Veteran animator Ub Iwerks had initiated the print feature with Disney himself contributing, before artist Win Smith was brought in. The nascent strip was plagued with problems and young Gottfredson was only supposed to pitch in until a regular creator could be found.

His first effort saw print on May 5th 1930 (Floyd’s 25th birthday) and just kept going; an uninterrupted run over the next half century.

On January 17th 1932, Gottfredson created the first colour Sunday page, which he also handled until his retirement. In the beginning he did everything, but in 1934 Gottfredson relinquished the scripting, preferring plotting and illustrating the adventures to playing about with dialogue.

His eventual collaborating wordsmiths included Ted Osborne, Merrill De Maris, Dick Shaw, Bill Walsh, Roy Williams and Del Connell. At the start and in the manner of a filmic studio system Floyd briefly used inkers such as Ted Thwaites, Earl Duvall and Al Taliaferro, but by 1943 had taken on full art chores.

Mickey Mouse in Color is a lavish hardback compendium reprinting some of the most noteworthy early strips with fascinating text and feature articles – including interviews with Gottfredson – but the real gold is the glorious strips.

A mix of Sunday page yarns comprising ‘Rumplewatt the Giant (1934)’, ‘Dr.
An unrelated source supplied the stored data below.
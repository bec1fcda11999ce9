//! Word-processing document generator.
//!
//! Emits a real `.docx`: an OPC zip container holding WordprocessingML
//! parts. The document model in [`document`] maps parsed note bodies to
//! styled paragraphs; [`xml`] serializes the parts; [`package`] assembles
//! the container.

mod document;
mod package;
mod xml;

use chrono::{DateTime, Utc};
use thiserror::Error;

use crate::domain::Note;
use crate::export::ExportContext;
use crate::infra::sanitize_file_name;

/// Base name used when exporting several notes at once.
const BATCH_PREFIX: &str = "notes";

/// Errors while assembling a document.
///
/// Document content itself is never validated — any string renders. The
/// only failure modes are the underlying packer and part writers, which
/// propagate to the caller.
#[derive(Debug, Error)]
pub enum DocxError {
    #[error("failed to assemble document container: {0}")]
    Zip(#[from] zip::result::ZipError),

    #[error("failed to write document part: {0}")]
    Xml(#[from] quick_xml::Error),

    #[error(transparent)]
    Io(#[from] std::io::Error),
}

/// A note together with the resolved display strings the document needs.
#[derive(Debug, Clone)]
pub struct ResolvedNote<'a> {
    pub note: &'a Note,
    pub category_path: String,
    pub tag_names: Vec<String>,
}

impl<'a> ResolvedNote<'a> {
    pub fn new(note: &'a Note, context: &ExportContext) -> Self {
        Self {
            note,
            category_path: context.category_path.clone(),
            tag_names: context.tag_names.clone(),
        }
    }
}

/// Generates the `.docx` payload for one or more resolved notes.
///
/// Notes after the first start on a new page. `label` becomes the running
/// header text.
pub fn generate(notes: &[ResolvedNote<'_>], label: &str) -> Result<Vec<u8>, DocxError> {
    let model = document::build_model(notes, label);
    package::pack(&model, Utc::now())
}

/// Default output base name: the sanitized title for a single note, a fixed
/// prefix plus the current date for a batch.
pub fn default_base_name(notes: &[ResolvedNote<'_>], now: DateTime<Utc>) -> String {
    match notes {
        [single] => sanitize_file_name(single.note.title()),
        _ => format!("{BATCH_PREFIX}_{}", now.format("%Y%m%d")),
    }
}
Oofgay’s Secret Serum (1934)’, the magnificent and mesmerising ‘Case of the Vanishing Coats (1935)’ and a whimsical ‘Robin Hood Adventure (1936)’ are, although superlative, mere appetisers.

The best stories and biggest laughs come with the rollickin’ comedy thrill-ride serials ‘Blaggard Castle (1932)’, ‘Pluto and the Dogcatcher (1933)’, ‘The Mail Pilot (1933)’ and the astoundingly entertaining and legendary ‘Mickey Mouse Outwits the Phantom Blot (1939)’.

Consistency is as rare as longevity in today’s comic market-place, and the sheer volume of quality work produced by Gottfredson remained unseen and unsung for generations until Fantagraphics released a complete library of the Mouse’s US-crafted strip adventures. We’ll be covering those in greater detail over the months to come but until then, books like this comprehensive primer (still readily available through online retailers), should be welcomed, cherished, and most importantly, shared.
© 1988 The Walt Disney Company. All Rights Reserved.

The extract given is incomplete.